The present invention provides a nitrogen oxide treatment method that can be easily used by using a cluster of natural rock as a filler in the plasma reactor. Cluster because the role of the role of the dielectric, and a catalyst in a plasma reactor at the same time it is easy to induce the NO → NO ₂ oxidation reaction by the plasma discharge, even at a low temperature of 100-200 ℃ according to the NO ₂ content increases by oxidation Catalytic reactions occur on the surface of the cluster, ultimately removing NO _x without raising the temperature of the exhaust gases.
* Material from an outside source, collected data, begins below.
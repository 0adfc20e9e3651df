// Copyright 2025 eraflo
//
// Licensed under the Apache License, Version 2.0 (the "License");
// you may not use this file except in compliance with the License.
// You may obtain a copy of the License at
//
//     http://www.apache.org/licenses/LICENSE-2.0
//
// Unless required by applicable law or agreed to in writing, software
// distributed under the License is distributed on an "AS IS" BASIS,
// WITHOUT WARRANTIES OR CONDITIONS OF ANY KIND, either express or implied.
// See the License for the specific language governing permissions and
// limitations under the License.


use std::collections::HashMap;
use std::sync::{Mutex, MutexGuard};

use vrs_core::capability::{CapabilitySource, ShadingRateSupport, ShadingRateTier};
use vrs_core::renderer::{
    ColorImage, DepthImage, RateMapPass, RateMapState, SceneInput, SceneTargets,
    ShadingRateBinding, ShadingRateDevice, TextureId, VelocityImage, VrsError,
};
use vrs_core::{ShadingRateTileMap, TileGrid};
use vrs_lanes::kernels::{run_pass, PassImages};

#[derive(Debug, Clone)]
enum SceneImage {
    Color(ColorImage),
    Depth(DepthImage),
    Velocity(VelocityImage),
}

#[derive(Debug)]
struct SoftwareState {
    map: Option<ShadingRateTileMap>,
    map_state: RateMapState,
    binding: ShadingRateBinding,
    images: HashMap<TextureId, SceneImage>,
    next_id: u64,
}
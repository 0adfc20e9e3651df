// Copyright 2025 eraflo
//
// Licensed under the Apache License, Version 2.0 (the "License");
// you may not use this file except in compliance with the License.
// You may obtain a copy of the License at
//
//     http://www.apache.org/licenses/LICENSE-2.0
//
// Unless required by applicable law or agreed to in writing, software
// distributed under the License is distributed on an "AS IS" BASIS,
// WITHOUT WARRANTIES OR CONDITIONS OF ANY KIND, either express or implied.
// See the License for the specific language governing permissions and
// limitations under the License.

use super::band_rate;
use vrs_core::renderer::FoveatedUniforms;
use vrs_core::{RateLadder, ShadingRate, ShadingRateTileMap};

/// Distance in tiles from the center of tile `(x, y)` to the focal point.
pub fn foveated_distance(u: &FoveatedUniforms, x: u32, y: u32) -> f32 {
    let dx = x as f32 + 0.5 - u.center_x;
    let dy = y as f32 + 0.5 - u.center_y;
    (dx * dx + dy * dy).sqrt()
}

/// Rate of tile `(x, y)` under the foveated falloff.
pub fn foveated_rate(u: &FoveatedUniforms, x: u32, y: u32) -> ShadingRate {
    band_rate(
        foveated_distance(u, x, y),
        u.inner_radius,
        u.outer_radius,
        RateLadder::new(u.extended != 0),
    )
}

/// Writes the foveated falloff into every tile.
pub fn foveated(map: &mut ShadingRateTileMap, u: &FoveatedUniforms) {
    for (x, y) in map.grid().coords() {
        map.set(x, y, foveated_rate(u, x, y));
    }
}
In addition, unlike the conventional plasma process of converting nitrogen oxide into ammonium nitrate, which is a particulate matter, reducing nitrogen oxide to nitrogen eliminates the problems caused by particulate matter collection and reduces equipment and operating costs required for the installation of dust collection equipment. It works.

1 is a structural diagram of a plasma reactor used in the present invention (where HVAC is an alternating current high voltage),

2 is a graph showing NO and NO ₂ concentrations when a conventional dielectric is filled into a plasma reactor,

3 is a graph showing NO and NO ₂ concentrations when a conventional dielectric is filled into a plasma reactor and ethylene is injected into the reaction additive;

4 is a graph showing NO and NO ₂ concentrations when a cluster is filled with a plasma reactor and ethylene is injected into the reaction additive;

FIG. 5 is a graph showing NO and NO ₂ concentrations when the cluster is filled with a plasma reactor and ammonia is used as a nitrogen oxide reducing agent.

Claims (4)

CLAIMS What is claimed is: 1. A method for treating exhaust gas using plasma, comprising: oxidizing NO to NO ₂ using a cluster of natural rocks as a filler of a plasma reactor; And Reducing the NO ₂ to nitrogen; The cluster is a method of treating nitrogen oxides, characterized in that the dielectric and catalyst. delete The method of treating nitrogen oxides according to claim 1, wherein ethylene is added to promote an oxidation reaction to NO ₂ at a high temperature. The method for treating nitrogen oxides according to claim 1, wherein ammonia is added to promote a reduction reaction to nitrogen.